** INFORMATION SUPPLIED follows **

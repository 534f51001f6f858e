//! Backend definition discovery.
//!
//! The broker directory (by default the directory holding the broker
//! executable) carries a `backends.json` file listing the backend
//! processes, and one `<backend>/input_methods/<im>/ime.json` file per
//! input method mapping its profile GUID to that backend:
//!
//! ```json
//! // backends.json
//! [
//!   {"name": "python", "command": "python\\python3\\python.exe",
//!    "workingDir": "python", "params": "server.py"}
//! ]
//!
//! // python/input_methods/example/ime.json
//! {"guid": "{F80736AA-28DB-423A-92C9-5540F501C939}", ...}
//! ```
//!
//! Discovery runs once at startup; missing or corrupt files are skipped
//! with a warning so one broken definition cannot take the broker down.

use std::collections::HashMap;
use std::fs;
use std::path::{Path, PathBuf};

use anyhow::{Context, Result};
use log::{debug, info, warn};
use serde::Deserialize;

/// Immutable description of one backend process.
#[derive(Debug, Clone, Deserialize)]
#[serde(rename_all = "camelCase")]
pub struct BackendDescriptor {
    /// Stable short identifier, also the backend's directory name.
    pub name: String,
    /// Executable path, relative to the broker directory.
    pub command: String,
    /// Working directory for the spawned process.
    pub working_dir: String,
    /// Single argument string passed verbatim.
    #[serde(default)]
    pub params: String,
}

/// Per-input-method definition file. Only the GUID matters here.
#[derive(Debug, Deserialize)]
struct ProfileFile {
    guid: String,
}

/// Everything discovered from the broker directory at startup.
#[derive(Debug)]
pub struct BrokerConfig {
    /// Absolute broker directory; backend commands resolve against it.
    pub broker_dir: PathBuf,
    pub backends: Vec<BackendDescriptor>,
    /// Lowercased profile GUID to backend name.
    pub profiles: HashMap<String, String>,
}

impl BrokerConfig {
    /// Discover backend definitions under `broker_dir`.
    pub fn load(broker_dir: &Path) -> Result<Self> {
        let broker_dir = broker_dir
            .canonicalize()
            .with_context(|| format!("resolving broker directory {}", broker_dir.display()))?;

        let backends = load_backends(&broker_dir);
        let mut profiles = HashMap::new();
        for backend in &backends {
            scan_input_methods(&broker_dir, &backend.name, &mut profiles);
        }

        info!(
            "loaded {} backend(s) and {} profile mapping(s) from {}",
            backends.len(),
            profiles.len(),
            broker_dir.display()
        );

        Ok(Self {
            broker_dir,
            backends,
            profiles,
        })
    }

    /// Default broker directory: where the executable lives.
    pub fn default_dir() -> Result<PathBuf> {
        let exe = std::env::current_exe().context("locating broker executable")?;
        let dir = exe
            .parent()
            .context("broker executable has no parent directory")?;
        Ok(dir.to_path_buf())
    }
}

fn load_backends(broker_dir: &Path) -> Vec<BackendDescriptor> {
    let path = broker_dir.join("backends.json");
    let contents = match fs::read_to_string(&path) {
        Ok(contents) => contents,
        Err(err) => {
            warn!("cannot read {}: {}", path.display(), err);
            return Vec::new();
        }
    };

    match serde_json::from_str::<Vec<BackendDescriptor>>(&contents) {
        Ok(backends) => backends,
        Err(err) => {
            warn!("cannot parse {}: {}", path.display(), err);
            Vec::new()
        }
    }
}

/// Scan `<broker_dir>/<backend>/input_methods/*/ime.json` and record a
/// profile mapping for every readable definition.
fn scan_input_methods(broker_dir: &Path, backend: &str, profiles: &mut HashMap<String, String>) {
    let dir = broker_dir.join(backend).join("input_methods");
    let entries = match fs::read_dir(&dir) {
        Ok(entries) => entries,
        Err(err) => {
            debug!("no input methods under {}: {}", dir.display(), err);
            return;
        }
    };

    for entry in entries.flatten() {
        let path = entry.path();
        if !path.is_dir() {
            continue;
        }
        if path
            .file_name()
            .and_then(|name| name.to_str())
            .is_some_and(|name| name.starts_with('.'))
        {
            continue;
        }

        let ime_json = path.join("ime.json");
        let contents = match fs::read_to_string(&ime_json) {
            Ok(contents) => contents,
            Err(_) => continue,
        };
        match serde_json::from_str::<ProfileFile>(&contents) {
            Ok(profile) => {
                let guid = profile.guid.to_lowercase();
                debug!("profile {} maps to backend '{}'", guid, backend);
                profiles.insert(guid, backend.to_string());
            }
            Err(err) => {
                warn!("cannot parse {}: {}", ime_json.display(), err);
            }
        }
    }
}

** End of INFORMATION SUPPLIED **

Transcribe the full set of records without altering a single character.

THE COMPLETED TASK:
repository 534f51001f6f858e
//! Backend definition discovery.
//!
//! The broker directory (by default the directory holding the broker
//! executable) carries a `backends.json` file listing the backend
//! processes, and one `<backend>/input_methods/<im>/ime.json` file per
//! input method mapping its profile GUID to that backend:
//!
//! ```json
//! // backends.json
//! [
//!   {"name": "python", "command": "python\\python3\\python.exe",
//!    "workingDir": "python", "params": "server.py"}
//! ]
//!
//! // python/input_methods/example/ime.json
//! {"guid": "{F80736AA-28DB-423A-92C9-5540F501C939}", ...}
//! ```
//!
//! Discovery runs once at startup; missing or corrupt files are skipped
//! with a warning so one broken definition cannot take the broker down.

use std::collections::HashMap;
use std::fs;
use std::path::{Path, PathBuf};

use anyhow::{Context, Result};
use log::{debug, info, warn};
use serde::Deserialize;

/// Immutable description of one backend process.
#[derive(Debug, Clone, Deserialize)]
#[serde(rename_all = "camelCase")]
pub struct BackendDescriptor {
    /// Stable short identifier, also the backend's directory name.
    pub name: String,
    /// Executable path, relative to the broker directory.
    pub command: String,
    /// Working directory for the spawned process.
    pub working_dir: String,
    /// Single argument string passed verbatim.
    #[serde(default)]
    pub params: String,
}

/// Per-input-method definition file. Only the GUID matters here.
#[derive(Debug, Deserialize)]
struct ProfileFile {
    guid: String,
}

/// Everything discovered from the broker directory at startup.
#[derive(Debug)]
pub struct BrokerConfig {
    /// Absolute broker directory; backend commands resolve against it.
    pub broker_dir: PathBuf,
    pub backends: Vec<BackendDescriptor>,
    /// Lowercased profile GUID to backend name.
    pub profiles: HashMap<String, String>,
}

impl BrokerConfig {
    /// Discover backend definitions under `broker_dir`.
    pub fn load(broker_dir: &Path) -> Result<Self> {
        let broker_dir = broker_dir
            .canonicalize()
            .with_context(|| format!("resolving broker directory {}", broker_dir.display()))?;

        let backends = load_backends(&broker_dir);
        let mut profiles = HashMap::new();
        for backend in &backends {
            scan_input_methods(&broker_dir, &backend.name, &mut profiles);
        }

        info!(
            "loaded {} backend(s) and {} profile mapping(s) from {}",
            backends.len(),
            profiles.len(),
            broker_dir.display()
        );

        Ok(Self {
            broker_dir,
            backends,
            profiles,
        })
    }

    /// Default broker directory: where the executable lives.
    pub fn default_dir() -> Result<PathBuf> {
        let exe = std::env::current_exe().context("locating broker executable")?;
        let dir = exe
            .parent()
            .context("broker executable has no parent directory")?;
        Ok(dir.to_path_buf())
    }
}

fn load_backends(broker_dir: &Path) -> Vec<BackendDescriptor> {
    let path = broker_dir.join("backends.json");
    let contents = match fs::read_to_string(&path) {
        Ok(contents) => contents,
        Err(err) => {
            warn!("cannot read {}: {}", path.display(), err);
            return Vec::new();
        }
    };

    match serde_json::from_str::<Vec<BackendDescriptor>>(&contents) {
        Ok(backends) => backends,
        Err(err) => {
            warn!("cannot parse {}: {}", path.display(), err);
            Vec::new()
        }
    }
}

/// Scan `<broker_dir>/<backend>/input_methods/*/ime.json` and record a
/// profile mapping for every readable definition.
fn scan_input_methods(broker_dir: &Path, backend: &str, profiles: &mut HashMap<String, String>) {
    let dir = broker_dir.join(backend).join("input_methods");
    let entries = match fs::read_dir(&dir) {
        Ok(entries) => entries,
        Err(err) => {
            debug!("no input methods under {}: {}", dir.display(), err);
            return;
        }
    };

    for entry in entries.flatten() {
        let path = entry.path();
        if !path.is_dir() {
            continue;
        }
        if path
            .file_name()
            .and_then(|name| name.to_str())
            .is_some_and(|name| name.starts_with('.'))
        {
            continue;
        }

        let ime_json = path.join("ime.json");
        let contents = match fs::read_to_string(&ime_json) {
            Ok(contents) => contents,
            Err(_) => continue,
        };
        match serde_json::from_str::<ProfileFile>(&contents) {
            Ok(profile) => {
                let guid = profile.guid.to_lowercase();
                debug!("profile {} maps to backend '{}'", guid, backend);
                profiles.insert(guid, backend.to_string());
            }
            Err(err) => {
                warn!("cannot parse {}: {}", ime_json.display(), err);
            }
        }
    }
}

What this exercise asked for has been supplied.